Daily stream statistics were plotted for the four streams analyzed. High flow, low flow, and average flow seasons were plotted. For all streams, 2001-02 was chosen as the high flow season and 1996-97 was chosen as the low flow season. For Green Creek 2005-06 was chosen as the average flow season due to its equipment malfunction during 2004-05, which was the season chosen for the rest of the streams. Note that negative dEC/dQ behaviors are dominant for most seasons (Figure 3-2,3,4,5). Late season flow appears to be dominated by the draining behavior.

Dilution is evident during mid-season high flows.

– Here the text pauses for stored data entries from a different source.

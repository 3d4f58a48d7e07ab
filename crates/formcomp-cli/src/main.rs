//! formcomp CLI - compile spreadsheet formulas and evaluate them

mod csv_loader;

use std::path::{Path, PathBuf};

use anyhow::{anyhow, bail, Context, Result};
use clap::{Args, Parser, Subcommand};
use formcomp::prelude::*;
use tracing::debug;
use tracing_subscriber::EnvFilter;

use crate::csv_loader::CsvLoader;

#[derive(Parser)]
#[command(name = "formcomp")]
#[command(
    author,
    version,
    about = "Compile spreadsheet formulas into computations and evaluate them"
)]
struct Cli {
    #[command(subcommand)]
    command: Commands,
}

#[derive(Subcommand)]
enum Commands {
    /// Evaluate output cells for one set of input values
    Eval {
        #[command(flatten)]
        compile: CompileArgs,

        /// Recompute every cell on each read instead of caching values
        #[arg(long)]
        no_cache: bool,

        /// Print results as a JSON object
        #[arg(long)]
        json: bool,
    },

    /// Print the transformed computation model
    Describe {
        #[command(flatten)]
        compile: CompileArgs,

        /// Skip constant folding and inlining
        #[arg(long)]
        no_optimize: bool,
    },
}

#[derive(Args, Debug)]
struct CompileArgs {
    /// Spreadsheet file (csv)
    sheet: PathBuf,

    /// Output cell or defined name, optionally with a slot name (e.g. `total=C1`)
    #[arg(short, long = "output", value_name = "[SLOT=]REF", required = true)]
    outputs: Vec<String>,

    /// Input cell or defined name with its value (e.g. `A1=2`)
    #[arg(short, long = "input", value_name = "REF=VALUE")]
    inputs: Vec<String>,

    /// Define a name before binding (e.g. `Price=A1`)
    #[arg(long = "name", value_name = "NAME=REF")]
    names: Vec<String>,

    /// Numeric type: double, decimal[:scale[:rounding]] or scaled:scale
    #[arg(short, long, default_value = "double")]
    numeric: String,
}

impl CompileArgs {
    fn config(&self) -> Result<CompilerConfig> {
        let numeric: NumericTypeSpec = self
            .numeric
            .parse()
            .with_context(|| format!("Invalid numeric type '{}'", self.numeric))?;
        Ok(CompilerConfig::default().with_numeric_type(numeric))
    }

    /// `(slot, reference)` pairs; a bare reference is its own slot name
    fn output_slots(&self) -> Vec<(&str, &str)> {
        self.outputs
            .iter()
            .map(|o| o.split_once('=').unwrap_or((o.as_str(), o.as_str())))
            .collect()
    }

    fn input_values(&self) -> Result<Vec<(&str, Value)>> {
        self.inputs
            .iter()
            .map(|i| {
                let (reference, text) = split_pair(i, "REF=VALUE")?;
                let value = match text.trim().parse::<f64>() {
                    Ok(n) => Value::from(n),
                    Err(_) => Value::text(text),
                };
                Ok((reference, value))
            })
            .collect()
    }
}

fn split_pair<'a>(text: &'a str, expected: &str) -> Result<(&'a str, &'a str)> {
    text.split_once('=')
        .filter(|(left, _)| !left.is_empty())
        .ok_or_else(|| anyhow!("Expected {}, got '{}'", expected, text))
}

fn main() -> Result<()> {
    init_logging();
    let cli = Cli::parse();

    match cli.command {
        Commands::Eval {
            compile,
            no_cache,
            json,
        } => {
            let results = evaluate(&compile, !no_cache)?;
            if json {
                let object: serde_json::Map<String, serde_json::Value> = results
                    .into_iter()
                    .map(|(slot, text)| (slot, serde_json::Value::String(text)))
                    .collect();
                println!("{}", serde_json::to_string_pretty(&object)?);
            } else {
                for (slot, text) in results {
                    println!("{} = {}", slot, text);
                }
            }
            Ok(())
        }
        Commands::Describe {
            compile,
            no_optimize,
        } => {
            print!("{}", describe(&compile, !no_optimize)?);
            Ok(())
        }
    }
}

fn init_logging() {
    let filter = EnvFilter::try_from_env("FORMCOMP_LOG").unwrap_or_else(|_| EnvFilter::new("warn"));
    tracing_subscriber::fmt()
        .with_env_filter(filter)
        .with_writer(std::io::stderr)
        .init();
}

fn load(path: &Path, names: &[String]) -> Result<Spreadsheet> {
    let mut registry = LoaderRegistry::new();
    registry.register(CsvLoader::new());

    let mut book = registry
        .open(path)
        .with_context(|| format!("Failed to open '{}'", path.display()))?;
    for definition in names {
        let (name, reference) = split_pair(definition, "NAME=REF")?;
        book.define_name(name, reference)
            .with_context(|| format!("Failed to define name '{}'", name))?;
    }
    Ok(book)
}

/// Bind inputs as numeric or string slots (by their value) and every output as a string slot
fn bind<'s>(
    book: &'s Spreadsheet,
    args: &CompileArgs,
    config: CompilerConfig,
) -> Result<(EngineBuilder<'s>, Record)> {
    let inputs = args.input_values()?;
    let outputs = args.output_slots();

    let in_shape = inputs.iter().fold(Shape::new(), |shape, (slot, value)| {
        let data_type = match value {
            Value::Text(_) => DataType::String,
            _ => DataType::Numeric,
        };
        shape.value(*slot, data_type)
    });
    let out_shape = outputs
        .iter()
        .fold(Shape::new(), |shape, (slot, _)| shape.value(*slot, DataType::String));

    let mut builder = EngineBuilder::with_config(book, in_shape, out_shape, config)?;
    let mut record = Record::new();
    for (reference, value) in inputs {
        builder
            .input(reference, reference)
            .with_context(|| format!("Failed to bind input '{}'", reference))?;
        record.set(reference, value);
    }
    for (slot, reference) in outputs {
        builder
            .output(reference, slot)
            .with_context(|| format!("Failed to bind output '{}'", reference))?;
    }
    Ok((builder, record))
}

/// Compile and evaluate; returns `(slot, text)` per requested output, in order
fn evaluate(args: &CompileArgs, caching: bool) -> Result<Vec<(String, String)>> {
    let book = load(&args.sheet, &args.names)?;
    let config = args.config()?.with_caching(caching);
    let (builder, record) = bind(&book, args, config)?;
    let engine = builder.build().context("Failed to compile spreadsheet")?;
    debug!(outputs = args.outputs.len(), "evaluating");

    let computation = engine.computation(&record);
    let mut results = Vec::new();
    for (slot, _) in args.output_slots() {
        let value = computation
            .get(slot)
            .with_context(|| format!("Failed to evaluate '{}'", slot))?;
        let text = match value {
            Value::Text(text) => text,
            Value::Null => String::new(),
            other => bail!("Output '{}' produced {} instead of text", slot, other),
        };
        results.push((slot.to_string(), text));
    }
    Ok(results)
}

fn describe(args: &CompileArgs, optimize: bool) -> Result<String> {
    let book = load(&args.sheet, &args.names)?;
    let config = args
        .config()?
        .with_constant_folding(optimize)
        .with_inlining(optimize);
    let (builder, _) = bind(&book, args, config)?;
    let model = builder.compile().context("Failed to compile spreadsheet")?;
    Ok(model.describe())
}

#[cfg(test)]
mod tests {
    use super::*;
    use clap::CommandFactory;
    use pretty_assertions::assert_eq;
    use std::io::Write;

    fn sheet(text: &str) -> tempfile::NamedTempFile {
        let mut file = tempfile::Builder::new().suffix(".csv").tempfile().unwrap();
        file.write_all(text.as_bytes()).unwrap();
        file
    }

    fn args(file: &tempfile::NamedTempFile, extra: &[&str]) -> CompileArgs {
        let path = file.path().to_str().unwrap();
        let mut argv = vec!["formcomp", "describe", path];
        argv.extend_from_slice(extra);
        match Cli::try_parse_from(argv).unwrap().command {
            Commands::Describe { compile, .. } => compile,
            Commands::Eval { .. } => unreachable!(),
        }
    }

    #[test]
    fn test_cli_definition() {
        Cli::command().debug_assert();
    }

    #[test]
    fn test_output_is_required() {
        assert!(Cli::try_parse_from(["formcomp", "eval", "book.csv"]).is_err());
    }

    #[test]
    fn test_eval_sum() {
        let file = sheet("1,2,=SUM(A1:B1)\n");
        let args = args(&file, &["-o", "total=C1", "-i", "A1=1.5", "-i", "B1=2"]);
        assert_eq!(
            evaluate(&args, true).unwrap(),
            vec![("total".to_string(), "3.5".to_string())]
        );
    }

    #[test]
    fn test_eval_with_decimal_numeric_type() {
        let file = sheet("1,3,=A1/B1\n");
        let args = args(&file, &["-o", "C1", "-i", "A1=1", "--numeric", "decimal:4"]);
        assert_eq!(
            evaluate(&args, false).unwrap(),
            vec![("C1".to_string(), "0.3333".to_string())]
        );
    }

    #[test]
    fn test_eval_defined_names() {
        let file = sheet("2,4,=Price*Quantity\n");
        let args = args(
            &file,
            &[
                "--name",
                "Price=A1",
                "--name",
                "Quantity=B1",
                "-o",
                "C1",
                "-i",
                "Price=2.5",
            ],
        );
        assert_eq!(
            evaluate(&args, true).unwrap(),
            vec![("C1".to_string(), "10".to_string())]
        );
    }

    #[test]
    fn test_describe_folds_constants() {
        let file = sheet("1,2,=A1+B1*3\n");
        let optimized = describe(&args(&file, &["-o", "C1", "-i", "A1=0"]), true).unwrap();
        assert!(optimized.contains("(A1 + 6)"), "{}", optimized);

        let plain = describe(&args(&file, &["-o", "C1", "-i", "A1=0"]), false).unwrap();
        assert!(plain.contains("B1"), "{}", plain);
    }

    #[test]
    fn test_bad_arguments() {
        let file = sheet("1\n");
        assert!(evaluate(&args(&file, &["-o", "A1", "-i", "A1"]), true).is_err());
        assert!(evaluate(&args(&file, &["-o", "A1", "--numeric", "float"]), true).is_err());
        assert!(evaluate(&args(&file, &["-o", "not a ref"]), true).is_err());
    }
}
//! Sheet-qualified cell positions

use std::fmt;

use super::address::{CellAddress, CellRange};

/// Position of a single cell in a [`Spreadsheet`](crate::Spreadsheet)
///
/// All components are 0-based. A1 and R1C1 references to the same cell resolve to the same
/// index.
#[derive(Debug, Clone, Copy, PartialEq, Eq, Hash, PartialOrd, Ord)]
#[cfg_attr(feature = "serde", derive(serde::Serialize, serde::Deserialize))]
pub struct CellIndex {
    pub sheet: usize,
    pub row: u32,
    pub col: u16,
}

impl CellIndex {
    pub fn new(sheet: usize, row: u32, col: u16) -> Self {
        Self { sheet, row, col }
    }

    /// The same position on a sheet, dropping `$` markers
    pub fn from_address(sheet: usize, addr: CellAddress) -> Self {
        Self::new(sheet, addr.row, addr.col)
    }

    pub fn address(&self) -> CellAddress {
        CellAddress::new(self.row, self.col)
    }

    /// Move by a row and column delta; `None` if the result leaves the sheet
    pub fn offset(&self, rows: i64, cols: i64) -> Option<Self> {
        let row = u32::try_from(self.row as i64 + rows).ok()?;
        let col = u16::try_from(self.col as i64 + cols).ok()?;
        Some(Self::new(self.sheet, row, col))
    }
}

impl fmt::Display for CellIndex {
    fn fmt(&self, f: &mut fmt::Formatter<'_>) -> fmt::Result {
        write!(f, "{}", self.address().to_a1_string())
    }
}

/// A rectangular block of cells on one sheet
#[derive(Debug, Clone, Copy, PartialEq, Eq, Hash)]
#[cfg_attr(feature = "serde", derive(serde::Serialize, serde::Deserialize))]
pub struct RangeIndex {
    pub sheet: usize,
    pub first_row: u32,
    pub first_col: u16,
    pub last_row: u32,
    pub last_col: u16,
}

impl RangeIndex {
    /// Create a range, normalizing the corners
    pub fn new(sheet: usize, row_a: u32, col_a: u16, row_b: u32, col_b: u16) -> Self {
        Self {
            sheet,
            first_row: row_a.min(row_b),
            first_col: col_a.min(col_b),
            last_row: row_a.max(row_b),
            last_col: col_a.max(col_b),
        }
    }

    pub fn from_range(sheet: usize, range: CellRange) -> Self {
        Self::new(
            sheet,
            range.start.row,
            range.start.col,
            range.end.row,
            range.end.col,
        )
    }

    pub fn single(cell: CellIndex) -> Self {
        Self::new(cell.sheet, cell.row, cell.col, cell.row, cell.col)
    }

    pub fn top_left(&self) -> CellIndex {
        CellIndex::new(self.sheet, self.first_row, self.first_col)
    }

    pub fn is_single_cell(&self) -> bool {
        self.first_row == self.last_row && self.first_col == self.last_col
    }

    pub fn row_count(&self) -> u32 {
        self.last_row - self.first_row + 1
    }

    pub fn col_count(&self) -> u16 {
        self.last_col - self.first_col + 1
    }

    pub fn contains(&self, cell: CellIndex) -> bool {
        cell.sheet == self.sheet
            && cell.row >= self.first_row
            && cell.row <= self.last_row
            && cell.col >= self.first_col
            && cell.col <= self.last_col
    }

    /// Check whether `other` lies entirely within this range
    pub fn contains_range(&self, other: &RangeIndex) -> bool {
        self.contains(other.top_left())
            && self.contains(CellIndex::new(other.sheet, other.last_row, other.last_col))
    }

    pub fn overlaps(&self, other: &RangeIndex) -> bool {
        self.sheet == other.sheet
            && self.first_row <= other.last_row
            && self.last_row >= other.first_row
            && self.first_col <= other.last_col
            && self.last_col >= other.first_col
    }

    /// Iterate over all cells in the range (row by row)
    pub fn cells(&self) -> impl Iterator<Item = CellIndex> + '_ {
        (self.first_row..=self.last_row).flat_map(move |row| {
            (self.first_col..=self.last_col).map(move |col| CellIndex::new(self.sheet, row, col))
        })
    }

    pub fn to_cell_range(&self) -> CellRange {
        CellRange::from_indices(self.first_row, self.first_col, self.last_row, self.last_col)
    }
}

impl fmt::Display for RangeIndex {
    fn fmt(&self, f: &mut fmt::Formatter<'_>) -> fmt::Result {
        write!(f, "{}", self.to_cell_range().to_a1_string())
    }
}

Reported in Figure 3-6 is silica concentrations versus instantaneous discharge. Note the strong logarithmic relationship. This same relationship was found for all major ions, but was strongest for silica. Also reported are nutrient concentrations in Figures 3-7,8,9. Note the general spread and lack of correlation between discharge and all nutrient concentrations. However, common among all plots is a slight increase in nutrient concentration with increases in discharge.

40

Figure 3-2: Crescent Stream daily statistics plots for 2001-02 (high flow season), 1996-97 (low flow season), 2004-05 (average flow season). Flushing (black bars) and equilibrium (white bars) dEC/dQ values are positive, dilution (white bars) and draining (black bars) are negative.

41

Figure 3-3: Aiken Creek daily statistics plots for 2001-02 (top, high flow season), 1996-97 (middle, low flow season), and 2004-05 (bottom, average flow season). Flushing (black bars) and equilibrium (white bars) dEC/dQ values are positive, dilution (white bars) and draining (black bars) are negative.

42

Figure 3-4: Canada Stream daily statistics plots for 2001-02 (top, high flow season), 1996-97 (middle, low flow season), and 2004-05 (bottom, average flow season). Flushing (black bars) and equilibrium (white bars) dEC/dQ values are positive, dilution (white bars) and draining (black bars) are negative.

43

Figure 3-5: Green Creek daily statistics plots for 2001-02 (top, high flow season), 1996-97 (middle, low flow season), and 2004-05 (bottom, average flow season). Flushing (black bars) and equilibrium (white bars) dEC/dQ values are positive, dilution (white bars) and draining (black bars) are negative.

44

Figure 3-6: Green Creek silica concentration vs. instantaneous discharge for all grab samples collected since 1993.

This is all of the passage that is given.